Saat itu, Bahlil berdalih kemajuan pengembangan smelter dari Freeport dan PT Amman Mineral Nusa Tenggara (AMNT) baru berada di kisaran 50 persen. Kendati demikian, Bahlil menegaskan kebijakan hilirisasi tembaga dalam negeri mesti konsisten dilakukan sebagai amanat dari undang-undang.
“Tembaga bentar lagi kan bulan Juni setop secara undang-undang kita lagi cari formulasinya bagaimana smelter-smelter yang belum selesai contoh di NTB dan Freeport ini kita sedang cari formulasinya,” kata dia.

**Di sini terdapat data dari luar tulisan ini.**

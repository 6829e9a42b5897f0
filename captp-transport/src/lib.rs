// Concrete transports for captp-core sessions: an in-process pair for
// tests and a framed codec over any async byte stream.

pub mod framed;
pub mod memory;

pub use framed::{FramedRx, FramedTransport, FramedTx};
pub use memory::{memory_pipe, MemoryRx, MemoryTransport, MemoryTx};

pub use captp_core::transport::{RpcTransport, TransportError, TransportRx, TransportTx};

Sementara itu, Freeport memastikan pengerjaan pabrik pengolahan dan pemurnian atau smelter konsentrat tembaga di Kawasan Ekonomi Khusus (KEK) JIIPE, Gresik, Jawa Timur sudah mencapai 51,7 persen pada awal tahun ini.
Presiden Direktur PTFI Tony Wenas mengatakan, kemajuan pengerjaan smelter berkapasitas 1,7 juta dry metric ton (dmt) itu sudah sesuai dengan lini masa yang ditenggat akhir 2023 ini.

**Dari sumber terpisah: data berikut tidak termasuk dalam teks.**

#[cfg(test)]
mod tests {
    use super::*;
    use crate::error::ErrorCode;
    use crate::protocol::message::cap_marker;
    use serde_json::json;
    use std::sync::atomic::{AtomicUsize, Ordering};

    #[test]
    fn test_waiters_flush_in_order() {
        let (struct_ref, resolver) = StructRef::promise();
        let order = Arc::new(Mutex::new(Vec::new()));
        for i in 0..3 {
            let order = order.clone();
            struct_ref.when_resolved(move |_| order.lock().unwrap().push(i));
        }
        resolver.resolve(Ok(Payload::empty()));
        assert_eq!(*order.lock().unwrap(), vec![0, 1, 2]);
    }

    #[test]
    fn test_when_resolved_after_resolution_fires_inline() {
        let struct_ref = StructRef::resolved(Ok(Payload::empty()));
        let fired = Arc::new(AtomicUsize::new(0));
        let fired2 = fired.clone();
        struct_ref.when_resolved(move |result| {
            assert!(result.is_ok());
            fired2.fetch_add(1, Ordering::SeqCst);
        });
        assert_eq!(fired.load(Ordering::SeqCst), 1);
    }

    #[test]
    fn test_pipelined_caps_are_interned() {
        let (struct_ref, _resolver) = StructRef::promise();
        let a = struct_ref.get_pipelined(&[0, 1]);
        let b = struct_ref.get_pipelined(&[0, 1]);
        let c = struct_ref.get_pipelined(&[0]);
        assert!(a.eq_identity(&b));
        assert!(!a.eq_identity(&c));
    }

    #[test]
    fn test_connect_forwards_resolution() {
        let (a_ref, a_resolver) = StructRef::promise();
        let (b_ref, b_resolver) = StructRef::promise();
        a_resolver.connect(&b_ref);
        assert!(a_ref.response().is_none());
        b_resolver.resolve(Ok(Payload::new(json!(5), vec![])));
        assert_eq!(a_ref.response().unwrap().unwrap().content, json!(5));
    }

    #[test]
    fn test_connect_cycle_is_refused() {
        let (a_ref, a_resolver) = StructRef::promise();
        let (b_ref, b_resolver) = StructRef::promise();
        a_resolver.connect(&b_ref);
        b_resolver.connect(&a_ref);
        let err = b_ref.response().unwrap().unwrap_err();
        assert_eq!(err.code, ErrorCode::Protocol);
        // `a` was connected to `b`, so the refusal propagates rather than
        // deadlocking or looping.
        let err = a_ref.response().unwrap().unwrap_err();
        assert_eq!(err.code, ErrorCode::Protocol);
    }

    #[test]
    fn test_dropped_resolver_fails_promise() {
        let (struct_ref, resolver) = StructRef::promise();
        drop(resolver);
        let err = struct_ref.response().unwrap().unwrap_err();
        assert_eq!(err.code, ErrorCode::Failed);
    }

    #[tokio::test]
    async fn test_queued_calls_replay_in_order_on_resolution() {
        use crate::RpcTarget;
        use async_trait::async_trait;

        #[derive(Debug)]
        struct Recorder(Mutex<Vec<u16>>);

        #[async_trait]
        impl RpcTarget for Recorder {
            async fn call(
                &self,
                method: MethodId,
                _params: Payload,
            ) -> Result<Payload, RpcError> {
                self.0.lock().unwrap().push(method.method_id);
                Ok(Payload::empty())
            }
        }

        let recorder = Arc::new(Recorder(Mutex::new(Vec::new())));
        let target = Cap::local(recorder.clone());

        let (struct_ref, resolver) = StructRef::promise();
        let pipelined = struct_ref.get_pipelined(&[0]);
        let mut results = Vec::new();
        for i in 0..4 {
            results.push(pipelined.call(MethodId::new(1, i), Payload::empty()));
        }

        resolver.resolve(Ok(Payload::new(
            json!([cap_marker(0)]),
            vec![target.clone()],
        )));

        for result in &results {
            result.await_resolved().await.unwrap();
        }
        assert_eq!(*recorder.0.lock().unwrap(), (0..4).collect::<Vec<_>>());
    }

    #[tokio::test]
    async fn test_pipelined_cap_after_error_resolution_is_broken() {
        let (struct_ref, resolver) = StructRef::promise();
        let pipelined = struct_ref.get_pipelined(&[0]);
        resolver.resolve(Err(RpcError::failed("upstream died")));

        let err = pipelined
            .call(MethodId::new(1, 0), Payload::empty())
            .await_resolved()
            .await
            .unwrap_err();
        assert_eq!(err.message, "upstream died");

        // Post-resolution lookups shorten straight to the broken cap.
        let late = struct_ref.get_pipelined(&[9]);
        let err = late
            .call(MethodId::new(1, 0), Payload::empty())
            .await_resolved()
            .await
            .unwrap_err();
        assert_eq!(err.message, "upstream died");
    }

    #[test]
    fn test_shortest_collapses_resolved_chain() {
        let end = Cap::null();
        let middle = PromiseCapHook::pending_local();
        let outer = PromiseCapHook::pending_local();

        let middle_cap = Cap::from_hook(middle.clone());
        let outer_cap = Cap::from_hook(outer.clone());

        middle.resolve(end.clone());
        outer.resolve(middle_cap);

        assert!(outer_cap.shortest().eq_identity(&end));
        // Idempotent: shortening a shortened cap is a no-op.
        let short = outer_cap.shortest();
        assert!(short.shortest().eq_identity(&short));
    }
}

“Sampai sekarang on the track, progres sudah 51,7 persen, sampai akhir 2023 itu sudah 100 persen konstruksi fisik selesai,” kata Tony saat berkunjung ke Wisma Bisnis Indonesia, Jakarta, Rabu (1/2/2023).
Nantinya, kata Tony, operasi komersial atau commercial operation date (COD) dari smelter ekspansi itu dapat efektif pada Mei 2024 mendatang.
Menurut dia, butuh waktu sekitar 5 bulan setelah penyelesaian konstruksi fisik smelter untuk dapat beroperasi secara komersial.
“Ini pabrik atau peleburan smelter tembaga single line terbesar di dunia, commissioning nggak hanya bisa 1 bulan,” tuturnya.
Lewat pengerjaan smelter tersebut, dia mengatakan, PTFI siap untuk ikut berpartisipasi pada upaya hilirisasi tembaga mendatang.